Most non religious people I know have simply not

treaclesoda · 06/09/2017 03:22

I don't believe religious people to be more moral.

But I do think it's hard to understand the mindset if you've not lived within it. I was raised in an evangelical Christian church and divorce was simply unheard of. I have family who believe that there are no circumstances where divorce is acceptable - not even domestic violence or adultery. Their logic on it is very simplistic - if you walk with God he will choose a suitable husband/wife for you. If you end up in miserable marriage, it's because you didn't listen to God and choose correctly so you have to live with the consequences.

I disagree strongly (not least because a lot of evangelical Christian teaching revolves around women obeying their husbands and becoming a baby making machines, and that feeling happy and fulfilled in a relationship should come from serving your husband) but they honestly can't grasp that divorce is not to do with lacking moral fibre.

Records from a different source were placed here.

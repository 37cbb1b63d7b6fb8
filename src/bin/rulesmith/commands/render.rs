//! `rulesmith render` command

use anyhow::Result;

use crate::cli::RenderArgs;
use crate::commands::{current_config, ToolchainChoice};
use rulesmith::core::invocation::RuleInvocation;
use rulesmith::toolchain::select;

pub fn execute(args: RenderArgs) -> Result<()> {
    let (_, config) = current_config()?;
    let choice = ToolchainChoice::resolve(&args.toolchain, None, &config);
    let toolchain = select(&choice.backend, choice.overrides())?;

    let mut invocation = RuleInvocation::new(args.action, &args.output).inputs(&args.inputs);
    for extra in &args.extra_outputs {
        invocation = invocation.extra_output(extra);
    }

    let rule = toolchain.render(&invocation)?;

    if args.json {
        println!("{}", serde_json::to_string_pretty(&rule)?);
        return Ok(());
    }

    println!("{}", rule.description);
    println!("{}", rule.command.display_line());
    if let Some(ref depfile) = rule.depfile {
        println!("depfile: {}", depfile.display());
    }

    Ok(())
}
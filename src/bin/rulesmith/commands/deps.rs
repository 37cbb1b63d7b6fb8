//! `rulesmith deps` command
//!
//! Extract a dependency record from a depfile or captured compiler output.
//! Unusable dependency data is a warning: the command still succeeds.

use std::io::Read;
use std::path::Path;

use anyhow::{Context, Result};

use crate::cli::DepsArgs;
use crate::commands::current_config;
use rulesmith::builder::render::DEPS_PREFIX_VARIABLE;
use rulesmith::deps::{self, DepStore, ExtractContext};
use rulesmith::errors::DependencyParseError;
use rulesmith::util::diagnostic::emit;

pub fn execute(args: DepsArgs, color: bool) -> Result<()> {
    let (cwd, config) = current_config()?;
    let working_dir = args.cwd.unwrap_or(cwd);

    let mut ctx = ExtractContext::new(&args.output, &working_dir).with_inputs(&args.inputs);
    let configured = config.toolchain.vars.get(DEPS_PREFIX_VARIABLE);
    if let Some(prefix) = args.prefix.as_deref().or(configured) {
        ctx = ctx.with_prefix(prefix);
    }

    let result = read_raw(&args.file).and_then(|raw| deps::extract(args.mode, &raw, &ctx));
    let record = result.as_ref().ok().map(|extracted| extracted.record.clone());

    let policy = args
        .on_parse_error
        .unwrap_or_else(|| config.parse_error_policy());
    let store_path = args.store.or(config.deps.store);
    let mut store = match store_path {
        Some(ref path) => DepStore::load(path)?,
        None => DepStore::default(),
    };

    let report = store.record_step(&ctx.output_key(), result, policy);

    for line in &report.passthrough {
        eprintln!("{}", line);
    }
    if let Some(warning) = report.warning() {
        emit(&warning, color);
    }

    if let Some(record) = record {
        println!("{}", serde_json::to_string_pretty(&record)?);
    }

    if let Some(ref path) = store_path {
        store
            .save(path)
            .with_context(|| format!("failed to update dependency store: {}", path.display()))?;
    }

    Ok(())
}

/// Read the raw dependency data; `-` means stdin.
fn read_raw(path: &Path) -> Result<String, DependencyParseError> {
    if path != Path::new("-") {
        return deps::load_depfile(path);
    }

    let mut raw = String::new();
    std::io::stdin()
        .read_to_string(&mut raw)
        .map_err(|e| DependencyParseError::Unreadable {
            path: path.to_path_buf(),
            message: e.to_string(),
        })?;
    Ok(raw)
}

SomeOtherFuckers · 06/09/2017 03:26

I think they are less likely to divorce because they are trapped ... I am capable of knowing when something is right or wrong and don't let a religious authority command my views ( see gay marriage, mixed race families etc). Plus, divorce is not a sin, it is not the worst thing in the world if done amicably, it is not the end of society as we know it's

claraschu · 06/09/2017 03:28

Morality =/= staying married.

I bet that, statistically, very religious people worldwide are less likely to get divorced. I don't think this has anything to do with their moral fibre.

treaclesoda · 06/09/2017 03:34

Remaining in a miserable marriage is a pretty easy decision for some people to make if they believe that the alternative is eternal damnation. It really is that straightforward for a lot of people.

Cavender · 06/09/2017 04:39

I'm a practicing Christian. I don't believe that people who attend religious services (of any flavour) are more moral than people who don't.

There are "good" people everywhere and of course you can find "bad" people in religious groups too.

It's an odd and deeply unhelpful thing to say in relation to divorce.

I'm sorry they hurt your feelings and insulted you.

troodiedoo · 06/09/2017 04:46

Being religious and moral are not mutually exclusive. However I'd be surprised if the divorce rate isn't significantly lower among them.

misshelena · 06/09/2017 04:51

Makes sense -- if it has been drummed into you that it is immoral to divorce, I think it's easy to understand why you'd be reluctant to divorce.

But this has nothing to do with "morals". Religious folks are less likely to divorce because they are too scared to be judged by their religious peers. It's not morals, it's FEAR that's keeping religious ppl married. Fear of being judged, being ostracized, fear of going to hell, fear of not landing somewhere better, etc.

Logans · 06/09/2017 04:59

I think you've confused being moral and marital status!!

I think religious people are more likely to stay in bad marriages, which is stupid and not remotely praise-worthy.

LorLorr2 · 06/09/2017 04:59

Oh your post is different to what I thought from the title but what i was going to say is that, if anything, Atheists are more moral than religious people because when they try to do good in their life it's not for the hope or aim of getting into heaven for it.

mogulfield · 06/09/2017 05:56

I wasn't a very moral person (raised in an abusive home by an alcoholic so my compass was well off). I then became a (liberal) Christian and I (personally) am now more moral as a consequence. I am not more moral than a non Christian. I do attend a church that does a lot of good work (we do a lot to help the homeless, student support, debt help, DV support etc), but any organisation can do that (and a lot do who are non religious in our area).
It was important for me to go to a church where it's not about judging and 'aren't we better' (some church's I've been to in America were like that). For me Christianity is about what we do, not what we don't do.

As for marriage, I must admit I know more christians who are married and would not divorce thinking God put them together, I can't comment though on how happy they are as a consequence of this pp have said. Especially when they marry young, which I see quite a lot.